-- Task prompt --
How many lines in the data below include the word "rows"? State the number alone.

-- Dataset --
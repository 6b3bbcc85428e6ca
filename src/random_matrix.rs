//! Generation of random matrices for various types

use crate::pivoted_qr::PivotedQR;
use crate::qr::{QRTraits, QR};
use crate::types::Result;
use ndarray::{Array, Array2, Axis};
use num::complex::Complex;
use num::Float;
use rand::Rng;
use rand_distr::{Distribution, StandardNormal};

pub trait RandomMatrix
where
    Self: PivotedQR,
{
    /// Generate a random Gaussian matrix.
    ///
    /// # Arguments
    ///
    /// * `dimension`: Tuple (rows, cols) specifying the number of rows and columns.
    /// * `rng`: The random number generator to use.
    fn random_gaussian<R: Rng + ?Sized>(dimension: (usize, usize), rng: &mut R) -> Array2<Self>;

    /// Generate a random matrix with orthonormal rows or columns.
    ///
    /// If m >= n the returned matrix has orthonormal columns, otherwise
    /// it has orthonormal rows.
    fn random_orthogonal_matrix<R: Rng + ?Sized>(
        dimension: (usize, usize),
        rng: &mut R,
    ) -> Result<Array2<Self>> {
        let (m, n) = dimension;

        // Always factorize a long and skinny matrix.
        let tall = Self::random_gaussian((m.max(n), m.min(n)), rng);
        let q = QR::<Self>::compute_from(tall.view())?.q;

        if n > m {
            Ok(q.t().map(|item| item.conj()))
        } else {
            Ok(q)
        }
    }

    /// Generate a random approximate low-rank matrix.
    ///
    /// The singular values are logarithmically distributed between
    /// `sigma_max` and `sigma_min`.
    ///
    /// # Arguments
    ///
    /// * `dimension`: Tuple (rows, cols) specifying the number of rows and columns.
    /// * `sigma_max`: Maximum singular value.
    /// * `sigma_min`: Minimum singular value.
    /// * `rng`: The random number generator to use.
    fn random_approximate_low_rank_matrix<R: Rng + ?Sized>(
        dimension: (usize, usize),
        sigma_max: f64,
        sigma_min: f64,
        rng: &mut R,
    ) -> Result<Array2<Self>> {
        assert!(
            sigma_min < sigma_max,
            "`sigma_min` must be smaller than `sigma_max`"
        );
        assert!(sigma_min > 0.0, "`sigma_min` must be positive.");

        let min_dim = std::cmp::min(dimension.0, dimension.1);

        let mut u = Self::random_orthogonal_matrix((dimension.0, min_dim), rng)?;
        let vt = Self::random_orthogonal_matrix((min_dim, dimension.1), rng)?;

        let singvals = Array::geomspace(sigma_max, sigma_min, min_dim)
            .map(|arr| arr.to_vec())
            .unwrap_or_default();

        for (mut col, &sigma) in u.axis_iter_mut(Axis(1)).zip(singvals.iter()) {
            col.mapv_inplace(|item| item * Self::from_real(Self::real(sigma)));
        }

        Ok(u.dot(&vt))
    }

    /// Generate a matrix of exact rank `rank` as the product of two Gaussian factors.
    fn random_low_rank_matrix<R: Rng + ?Sized>(
        dimension: (usize, usize),
        rank: usize,
        rng: &mut R,
    ) -> Array2<Self> {
        let left = Self::random_gaussian((dimension.0, rank), rng);
        let right = Self::random_gaussian((rank, dimension.1), rng);

        left.dot(&right)
    }
}

impl RandomMatrix for f64 {
    fn random_gaussian<R: Rng + ?Sized>(dimension: (usize, usize), rng: &mut R) -> Array2<f64> {
        random_gaussian_real::<f64, R>(dimension, rng)
    }
}

impl RandomMatrix for f32 {
    fn random_gaussian<R: Rng + ?Sized>(dimension: (usize, usize), rng: &mut R) -> Array2<f32> {
        random_gaussian_real::<f32, R>(dimension, rng)
    }
}

impl RandomMatrix for Complex<f64> {
    fn random_gaussian<R: Rng + ?Sized>(
        dimension: (usize, usize),
        rng: &mut R,
    ) -> Array2<Complex<f64>> {
        random_gaussian_complex::<f64, R>(dimension, rng)
    }
}

impl RandomMatrix for Complex<f32> {
    fn random_gaussian<R: Rng + ?Sized>(
        dimension: (usize, usize),
        rng: &mut R,
    ) -> Array2<Complex<f32>> {
        random_gaussian_complex::<f32, R>(dimension, rng)
    }
}

fn random_gaussian_real<T: Float, R: Rng + ?Sized>(
    dimension: (usize, usize),
    rng: &mut R,
) -> Array2<T>
where
    StandardNormal: Distribution<T>,
{
    Array2::from_shape_simple_fn(dimension, || StandardNormal.sample(rng))
}

fn random_gaussian_complex<T: Float, R: Rng + ?Sized>(
    dimension: (usize, usize),
    rng: &mut R,
) -> Array2<Complex<T>>
where
    StandardNormal: Distribution<T>,
{
    Array2::from_shape_simple_fn(dimension, || {
        let re = StandardNormal.sample(rng);
        let im = StandardNormal.sample(rng);
        Complex::new(re, im)
    })
}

-- Expected answer --
4